## WHAT TO WORK ON
From the records below, give the number of lines that contain the string "decode", without any other text.

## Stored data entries
+-------+

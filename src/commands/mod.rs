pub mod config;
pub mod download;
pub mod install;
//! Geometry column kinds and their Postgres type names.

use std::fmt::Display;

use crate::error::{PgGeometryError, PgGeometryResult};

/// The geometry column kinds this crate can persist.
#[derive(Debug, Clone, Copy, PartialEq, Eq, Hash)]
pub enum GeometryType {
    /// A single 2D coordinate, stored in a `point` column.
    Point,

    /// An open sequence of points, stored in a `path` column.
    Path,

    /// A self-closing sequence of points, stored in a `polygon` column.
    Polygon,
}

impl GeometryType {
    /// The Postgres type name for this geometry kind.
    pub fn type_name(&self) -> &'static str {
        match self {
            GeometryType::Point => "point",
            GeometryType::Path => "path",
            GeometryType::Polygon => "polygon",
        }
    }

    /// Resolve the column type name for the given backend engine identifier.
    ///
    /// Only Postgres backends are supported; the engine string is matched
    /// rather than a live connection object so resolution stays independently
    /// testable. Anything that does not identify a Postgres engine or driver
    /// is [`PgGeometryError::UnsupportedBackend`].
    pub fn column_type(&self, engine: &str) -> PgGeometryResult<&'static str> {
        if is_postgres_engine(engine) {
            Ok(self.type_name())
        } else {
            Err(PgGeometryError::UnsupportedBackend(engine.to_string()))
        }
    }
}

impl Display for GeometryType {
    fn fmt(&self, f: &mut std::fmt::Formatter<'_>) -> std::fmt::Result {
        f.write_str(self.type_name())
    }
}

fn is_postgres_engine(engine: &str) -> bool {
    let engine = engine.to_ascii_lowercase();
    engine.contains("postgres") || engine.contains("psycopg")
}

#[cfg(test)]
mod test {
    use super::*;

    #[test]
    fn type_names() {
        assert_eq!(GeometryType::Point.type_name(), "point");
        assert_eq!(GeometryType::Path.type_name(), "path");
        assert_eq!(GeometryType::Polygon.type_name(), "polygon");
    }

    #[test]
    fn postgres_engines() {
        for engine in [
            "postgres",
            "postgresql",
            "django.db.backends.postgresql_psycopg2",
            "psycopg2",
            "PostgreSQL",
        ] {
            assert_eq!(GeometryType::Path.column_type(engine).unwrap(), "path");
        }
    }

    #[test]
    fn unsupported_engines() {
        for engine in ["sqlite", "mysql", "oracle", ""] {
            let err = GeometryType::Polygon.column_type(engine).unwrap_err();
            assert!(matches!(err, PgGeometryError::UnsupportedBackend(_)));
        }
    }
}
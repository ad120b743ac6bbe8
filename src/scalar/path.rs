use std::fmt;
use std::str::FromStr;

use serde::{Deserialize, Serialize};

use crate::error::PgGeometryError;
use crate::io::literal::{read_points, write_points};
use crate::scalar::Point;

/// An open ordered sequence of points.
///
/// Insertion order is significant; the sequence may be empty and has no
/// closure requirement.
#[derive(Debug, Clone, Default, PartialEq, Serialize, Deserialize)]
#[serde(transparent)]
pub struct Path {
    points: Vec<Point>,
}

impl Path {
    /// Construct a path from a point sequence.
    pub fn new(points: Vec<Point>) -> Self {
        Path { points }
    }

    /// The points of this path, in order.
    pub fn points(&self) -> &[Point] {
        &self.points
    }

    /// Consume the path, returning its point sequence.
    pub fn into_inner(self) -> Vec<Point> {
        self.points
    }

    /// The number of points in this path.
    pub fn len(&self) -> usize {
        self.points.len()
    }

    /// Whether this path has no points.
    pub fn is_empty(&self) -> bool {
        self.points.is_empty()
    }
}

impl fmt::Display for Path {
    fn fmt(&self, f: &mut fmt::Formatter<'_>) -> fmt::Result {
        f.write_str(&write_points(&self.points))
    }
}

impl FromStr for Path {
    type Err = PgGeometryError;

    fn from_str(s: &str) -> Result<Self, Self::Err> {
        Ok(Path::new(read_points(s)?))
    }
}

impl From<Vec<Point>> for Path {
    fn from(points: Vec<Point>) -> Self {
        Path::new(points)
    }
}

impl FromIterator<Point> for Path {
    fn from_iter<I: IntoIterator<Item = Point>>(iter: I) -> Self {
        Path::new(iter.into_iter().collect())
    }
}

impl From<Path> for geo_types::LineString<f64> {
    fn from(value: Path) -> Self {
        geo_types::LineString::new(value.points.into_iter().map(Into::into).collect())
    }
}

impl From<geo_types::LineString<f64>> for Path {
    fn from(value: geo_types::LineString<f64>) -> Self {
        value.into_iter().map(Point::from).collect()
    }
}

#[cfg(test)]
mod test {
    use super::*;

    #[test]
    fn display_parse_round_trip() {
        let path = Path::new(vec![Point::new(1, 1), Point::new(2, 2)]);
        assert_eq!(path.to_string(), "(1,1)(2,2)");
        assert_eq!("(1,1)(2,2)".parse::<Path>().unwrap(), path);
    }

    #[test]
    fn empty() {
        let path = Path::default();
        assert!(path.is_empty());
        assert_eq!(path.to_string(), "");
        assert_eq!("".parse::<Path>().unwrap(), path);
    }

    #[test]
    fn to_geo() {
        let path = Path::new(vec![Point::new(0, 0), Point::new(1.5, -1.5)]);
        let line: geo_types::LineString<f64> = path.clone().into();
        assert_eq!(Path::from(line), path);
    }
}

+-------+

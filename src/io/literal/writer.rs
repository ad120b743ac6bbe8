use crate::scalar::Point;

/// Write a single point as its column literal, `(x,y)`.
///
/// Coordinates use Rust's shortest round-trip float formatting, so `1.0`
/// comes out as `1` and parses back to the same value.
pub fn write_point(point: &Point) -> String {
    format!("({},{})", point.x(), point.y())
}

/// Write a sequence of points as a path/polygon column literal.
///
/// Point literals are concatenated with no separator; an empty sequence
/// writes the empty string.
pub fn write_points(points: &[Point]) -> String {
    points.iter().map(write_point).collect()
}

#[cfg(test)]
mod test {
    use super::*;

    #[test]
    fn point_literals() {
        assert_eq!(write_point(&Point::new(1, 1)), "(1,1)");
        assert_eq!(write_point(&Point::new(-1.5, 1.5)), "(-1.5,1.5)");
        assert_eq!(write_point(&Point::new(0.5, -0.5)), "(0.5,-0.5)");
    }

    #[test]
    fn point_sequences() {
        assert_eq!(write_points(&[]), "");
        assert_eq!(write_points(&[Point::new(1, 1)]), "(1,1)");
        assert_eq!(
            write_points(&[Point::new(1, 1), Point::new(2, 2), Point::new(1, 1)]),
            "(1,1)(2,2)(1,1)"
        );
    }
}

+-------+

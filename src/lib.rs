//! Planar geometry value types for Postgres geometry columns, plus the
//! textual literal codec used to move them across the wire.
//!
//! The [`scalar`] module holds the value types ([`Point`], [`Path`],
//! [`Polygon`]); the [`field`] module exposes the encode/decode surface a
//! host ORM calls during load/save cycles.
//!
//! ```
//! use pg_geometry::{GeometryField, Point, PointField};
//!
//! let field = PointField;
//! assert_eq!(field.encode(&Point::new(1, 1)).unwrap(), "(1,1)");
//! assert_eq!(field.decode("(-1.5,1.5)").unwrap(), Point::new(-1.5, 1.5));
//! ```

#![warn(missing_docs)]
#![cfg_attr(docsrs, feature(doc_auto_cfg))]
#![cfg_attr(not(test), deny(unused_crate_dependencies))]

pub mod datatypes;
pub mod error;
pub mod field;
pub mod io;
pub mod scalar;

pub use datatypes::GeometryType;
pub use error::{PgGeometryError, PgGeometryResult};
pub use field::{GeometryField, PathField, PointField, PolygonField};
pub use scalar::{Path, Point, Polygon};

+-------+

## SOLUTION TO THE PROBLEM
2